これこそまさに考えうる限り最悪のケースですね。
これがもし、
完全に感染を避けきるには不十分でも、ある程度の予防対策ができていれば、
たとえ最終的には看護している自分自信も感染してしまったとしても、
感染機会が減っていたことで、その分、発症のタイミングが遅れることになります。
そして、自分が発症する頃には、
うまくいけば、先に発症していた人はもうノロウイルスから回復していて、
今度は交代するようにこちらの看護をしてくれるかもしれません。
そこまでいかなくても、
家族全員の発症のタイミングは十分にずれているはずなので、
全員の症状のピークが重なって地獄絵図のようになる、という最悪のケースは避けられると思います。
つまり、
不十分だとしても、少しでも予防対策を積み重ねていくことで、
たとえ感染が避けられなかったとしても、その分、
看護している自分や、一緒に住んでいる他の家族が発症するまでの時間を伸ばすことができるというメリットがあるのです。
そうしたことにも予防対策の十分な成果があると言えるでしょう。
このように、
結局最後には感染してしまったとしても、
看護している自分や、他の家族が発症するまでの時間を遅らせることで、
家族全員同時発症という最悪の事態を避けられたのだから、
予防対策には意味があったし、
ノロウイルス対策にある程度成功したのだ、と思うことができれば、
ノロウイルスに感染してしまったら即失敗というプレッシャーから解放されて、
少しは肩の荷が下り、
あまり悲観的になり過ぎずに、
もっと前向きにノロウイルスの感染予防に取り組めるようになるのではないでしょうか。
まとめ
病気を治すことができれば、とにかくウイルスには勝った、
感染機会を減らすことができ、症状の経過がよりラクになればさらに大成功、
と考えれば、気持ちにゆとりができ、落ち着いて適切なウイルス対策をとりやすくなります。

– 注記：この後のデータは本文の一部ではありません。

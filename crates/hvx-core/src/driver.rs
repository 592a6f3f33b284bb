use crate::{HvxError, Pa, ProcessId, ProcessObject, Va};

/// Safe access to guest physical memory.
///
/// Implementations must never fault the privileged context: an access to a
/// physical range that cannot be mapped is reported as an error.
pub trait PhysicalMemory {
    /// Copies `buffer.len()` bytes starting at `pa` into `buffer`.
    fn read_physical(&self, pa: Pa, buffer: &mut [u8]) -> Result<(), HvxError>;

    /// Copies `buffer` into guest physical memory starting at `pa`.
    fn write_physical(&self, pa: Pa, buffer: &[u8]) -> Result<(), HvxError>;
}

/// Virtual-to-physical translation of guest addresses.
pub trait AddressTranslator {
    /// Returns the page-table root (CR3) of the process.
    ///
    /// `None` or a zero root means the process was not found.
    fn page_table_root(&self, pid: ProcessId) -> Option<Pa>;

    /// Translates `va` through the page tables anchored at `root`.
    ///
    /// Returns `None` if the address is not mapped.
    fn translate(&self, root: Pa, va: Va) -> Option<Pa>;
}

/// Lookup of guest process objects.
pub trait ProcessResolver {
    /// Returns what is known about the process, or `None` if it does not
    /// exist.
    fn lookup_process(&self, pid: ProcessId) -> Option<ProcessObject>;
}

/// Every collaborator the introspection core consumes.
///
/// Blanket-implemented for any type implementing the three component
/// traits.
pub trait HvxDriver: PhysicalMemory + AddressTranslator + ProcessResolver {}

impl<T> HvxDriver for T where T: PhysicalMemory + AddressTranslator + ProcessResolver {}
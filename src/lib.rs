//! Guest introspection and transparency core for a hypervisor-based debugger.
//!
//! This crate re-exports the member crates of the workspace:
//!
//! - [`core`]: address types, errors, collaborator traits and the stealthy
//!   cross-address-space memory reader.
//! - [`os::windows`]: loader-structure walking and module enumeration.
//! - [`evade`]: syscall-number resolution and the transparent-mode engine.
//! - [`driver::memory`]: an in-memory guest implementing every collaborator.

pub use hvx_core as core;

/// Operating-system specific introspection.
pub mod os {
    #[cfg(feature = "os-windows")]
    pub use hvx_os_windows as windows;
}

/// Collaborator implementations.
pub mod driver {
    #[cfg(feature = "driver-memory")]
    pub use hvx_driver_memory as memory;
}

#[cfg(feature = "evade")]
pub use hvx_evade as evade;

pub use hvx_core::{HvxDriver, HvxError, Pa, ProcessId, StealthyReader, Va};
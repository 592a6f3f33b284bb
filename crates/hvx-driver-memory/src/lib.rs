//! In-memory guest driver.
//!
//! [`MemoryDriver`] emulates the collaborators the introspection core
//! consumes: guest physical frames, per-process virtual mappings and a
//! process table. Frames are allocated in a deliberately scattered order so
//! that virtually contiguous pages are never physically contiguous.
//!
//! Every physical read is recorded, which lets tests assert how a transfer
//! was split into page-bounded chunks.

mod error;

use std::{cell::RefCell, collections::HashMap};

use bitflags::bitflags;
use hvx_core::{
    AddressTranslator, HvxError, PAGE_SIZE, Pa, PhysicalMemory, ProcessId, ProcessObject,
    ProcessResolver, Va, page_chunk_len,
};

pub use self::error::MemoryDriverError;

bitflags! {
    /// Access permitted on a physical frame.
    #[derive(Debug, Clone, Copy, PartialEq, Eq)]
    pub struct FrameProtection: u8 {
        /// The frame can be read.
        const READ = 1 << 0;

        /// The frame can be written.
        const WRITE = 1 << 1;

        /// The frame can be read and written.
        const RW = Self::READ.bits() | Self::WRITE.bits();
    }
}

/// A recorded physical access.
#[derive(Debug, Clone, Copy, PartialEq, Eq)]
pub struct PhysicalAccess {
    /// The physical address of the access.
    pub pa: Pa,

    /// The length of the access in bytes.
    pub len: usize,
}

struct Frame {
    data: Box<[u8]>,
    protection: FrameProtection,
}

struct Process {
    root: Pa,
    peb: Va,
    wow64_peb: Option<Va>,
}

/// An emulated guest.
pub struct MemoryDriver {
    frames: RefCell<HashMap<u64, Frame>>,
    spaces: HashMap<Pa, HashMap<u64, u64>>,
    processes: HashMap<ProcessId, Process>,
    next_frame: u64,
    reads: RefCell<Vec<PhysicalAccess>>,
}

impl Default for MemoryDriver {
    fn default() -> Self {
        Self::new()
    }
}

impl MemoryDriver {
    /// Creates an empty guest.
    pub fn new() -> Self {
        Self {
            frames: RefCell::new(HashMap::new()),
            spaces: HashMap::new(),
            processes: HashMap::new(),
            next_frame: 0,
            reads: RefCell::new(Vec::new()),
        }
    }

    /// Creates a process with an empty address space and returns its
    /// page-table root.
    pub fn create_process(&mut self, pid: ProcessId) -> Pa {
        let root = Pa(self.allocate_frame() << 12);
        self.spaces.insert(root, HashMap::new());
        self.processes.insert(
            pid,
            Process {
                root,
                peb: Va(0),
                wow64_peb: None,
            },
        );

        tracing::trace!(%pid, %root, "process created");
        root
    }

    /// Removes a process. Its frames stay allocated.
    pub fn remove_process(&mut self, pid: ProcessId) {
        if let Some(process) = self.processes.remove(&pid) {
            self.spaces.remove(&process.root);
        }
    }

    /// Sets the native environment block address of a process.
    pub fn set_peb(&mut self, pid: ProcessId, peb: Va) -> Result<(), MemoryDriverError> {
        self.process_mut(pid)?.peb = peb;
        Ok(())
    }

    /// Marks a process as WoW64 and sets its 32-bit environment block.
    pub fn set_wow64_peb(&mut self, pid: ProcessId, peb: Va) -> Result<(), MemoryDriverError> {
        self.process_mut(pid)?.wow64_peb = Some(peb);
        Ok(())
    }

    /// Maps every page of `[va, va + len)` that is not mapped yet.
    pub fn map(&mut self, pid: ProcessId, va: Va, len: usize) -> Result<(), MemoryDriverError> {
        let root = self.root(pid)?;
        let first = va.0 >> 12;
        let last = va.0.saturating_add(len.max(1) as u64 - 1) >> 12;

        for vpn in first..=last {
            let mapped = self
                .spaces
                .get(&root)
                .is_some_and(|space| space.contains_key(&vpn));

            if mapped {
                continue;
            }

            let pfn = self.allocate_frame();
            self.spaces.entry(root).or_default().insert(vpn, pfn);
        }

        Ok(())
    }

    /// Removes the mapping of the page containing `va`.
    pub fn unmap(&mut self, pid: ProcessId, va: Va) -> Result<(), MemoryDriverError> {
        let root = self.root(pid)?;
        if let Some(space) = self.spaces.get_mut(&root) {
            space.remove(&(va.0 >> 12));
        }
        Ok(())
    }

    /// Changes the protection of the frame backing the page containing `va`.
    pub fn protect(
        &mut self,
        pid: ProcessId,
        va: Va,
        protection: FrameProtection,
    ) -> Result<(), MemoryDriverError> {
        let root = self.root(pid)?;
        let pa = self
            .translate(root, va)
            .ok_or(MemoryDriverError::FrameNotPresent(Pa(0)))?;

        let mut frames = self.frames.borrow_mut();
        let frame = frames
            .get_mut(&(pa.0 >> 12))
            .ok_or(MemoryDriverError::FrameNotPresent(pa))?;
        frame.protection = protection;
        Ok(())
    }

    /// Writes `data` into process memory, mapping pages as needed.
    ///
    /// Frame protection is ignored; this is the "guest writes its own
    /// memory" path used to build scenarios.
    pub fn write(&mut self, pid: ProcessId, va: Va, data: &[u8]) -> Result<(), MemoryDriverError> {
        if data.is_empty() {
            return Ok(());
        }

        self.map(pid, va, data.len())?;
        let root = self.root(pid)?;

        let mut position = 0usize;
        while position < data.len() {
            let current = va.wrapping_add(position as u64);
            let size = page_chunk_len(current, data.len() - position);
            let pa = self
                .translate(root, current)
                .ok_or(MemoryDriverError::FrameNotPresent(Pa(0)))?;

            let mut frames = self.frames.borrow_mut();
            let frame = frames
                .get_mut(&(pa.0 >> 12))
                .ok_or(MemoryDriverError::FrameNotPresent(pa))?;
            let offset = pa.page_offset() as usize;
            frame.data[offset..offset + size].copy_from_slice(&data[position..position + size]);

            position += size;
        }

        Ok(())
    }

    /// Writes a little-endian 16-bit value.
    pub fn write_u16(&mut self, pid: ProcessId, va: Va, value: u16) -> Result<(), MemoryDriverError> {
        self.write(pid, va, &value.to_le_bytes())
    }

    /// Writes a little-endian 32-bit value.
    pub fn write_u32(&mut self, pid: ProcessId, va: Va, value: u32) -> Result<(), MemoryDriverError> {
        self.write(pid, va, &value.to_le_bytes())
    }

    /// Writes a little-endian 64-bit value.
    pub fn write_u64(&mut self, pid: ProcessId, va: Va, value: u64) -> Result<(), MemoryDriverError> {
        self.write(pid, va, &value.to_le_bytes())
    }

    /// Returns every physical read issued so far, in order.
    pub fn physical_reads(&self) -> Vec<PhysicalAccess> {
        self.reads.borrow().clone()
    }

    /// Forgets the recorded physical reads.
    pub fn clear_physical_reads(&self) {
        self.reads.borrow_mut().clear();
    }

    fn allocate_frame(&mut self) -> u64 {
        // Spread frames out so neighbouring pages never share a frame run.
        let pfn = 0x100 + self.next_frame * 7 + (self.next_frame % 3) * 0x40;
        self.next_frame += 1;

        self.frames.borrow_mut().insert(
            pfn,
            Frame {
                data: vec![0u8; PAGE_SIZE as usize].into_boxed_slice(),
                protection: FrameProtection::RW,
            },
        );

        pfn
    }

    fn root(&self, pid: ProcessId) -> Result<Pa, MemoryDriverError> {
        self.processes
            .get(&pid)
            .map(|process| process.root)
            .ok_or(MemoryDriverError::ProcessNotFound(pid))
    }

    fn process_mut(&mut self, pid: ProcessId) -> Result<&mut Process, MemoryDriverError> {
        self.processes
            .get_mut(&pid)
            .ok_or(MemoryDriverError::ProcessNotFound(pid))
    }

    fn frame_access(
        &self,
        pa: Pa,
        len: usize,
        required: FrameProtection,
    ) -> Result<(u64, usize), MemoryDriverError> {
        let offset = pa.page_offset() as usize;
        if offset + len > PAGE_SIZE as usize {
            return Err(MemoryDriverError::CrossesFrame(pa, len));
        }

        let frames = self.frames.borrow();
        let frame = frames
            .get(&(pa.0 >> 12))
            .ok_or(MemoryDriverError::FrameNotPresent(pa))?;

        if !frame.protection.contains(required) {
            return Err(MemoryDriverError::AccessDenied(pa));
        }

        Ok((pa.0 >> 12, offset))
    }
}

impl PhysicalMemory for MemoryDriver {
    fn read_physical(&self, pa: Pa, buffer: &mut [u8]) -> Result<(), HvxError> {
        self.reads.borrow_mut().push(PhysicalAccess {
            pa,
            len: buffer.len(),
        });

        let (pfn, offset) = self.frame_access(pa, buffer.len(), FrameProtection::READ)?;
        let frames = self.frames.borrow();
        let frame = frames
            .get(&pfn)
            .ok_or(MemoryDriverError::FrameNotPresent(pa))?;
        buffer.copy_from_slice(&frame.data[offset..offset + buffer.len()]);
        Ok(())
    }

    fn write_physical(&self, pa: Pa, buffer: &[u8]) -> Result<(), HvxError> {
        let (pfn, offset) = self.frame_access(pa, buffer.len(), FrameProtection::WRITE)?;
        let mut frames = self.frames.borrow_mut();
        let frame = frames
            .get_mut(&pfn)
            .ok_or(MemoryDriverError::FrameNotPresent(pa))?;
        frame.data[offset..offset + buffer.len()].copy_from_slice(buffer);
        Ok(())
    }
}

impl AddressTranslator for MemoryDriver {
    fn page_table_root(&self, pid: ProcessId) -> Option<Pa> {
        self.processes.get(&pid).map(|process| process.root)
    }

    fn translate(&self, root: Pa, va: Va) -> Option<Pa> {
        let pfn = self.spaces.get(&root)?.get(&(va.0 >> 12))?;
        Some(Pa((pfn << 12) | va.page_offset()))
    }
}

impl ProcessResolver for MemoryDriver {
    fn lookup_process(&self, pid: ProcessId) -> Option<ProcessObject> {
        self.processes.get(&pid).map(|process| ProcessObject {
            id: pid,
            peb: process.peb,
            wow64_peb: process.wow64_peb,
        })
    }
}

感染が防げなかった場合でも、できる範囲で予防対策を積み重ねていくことには、看護をしている人や他の家族の感染時期を遅らせることができるという、大きなメリットがあります。
そのメリットとは、新たに感染する家族の発症時期が遅れ、家族全員が同時に発症するという最悪のケースを避けることができる、ということです。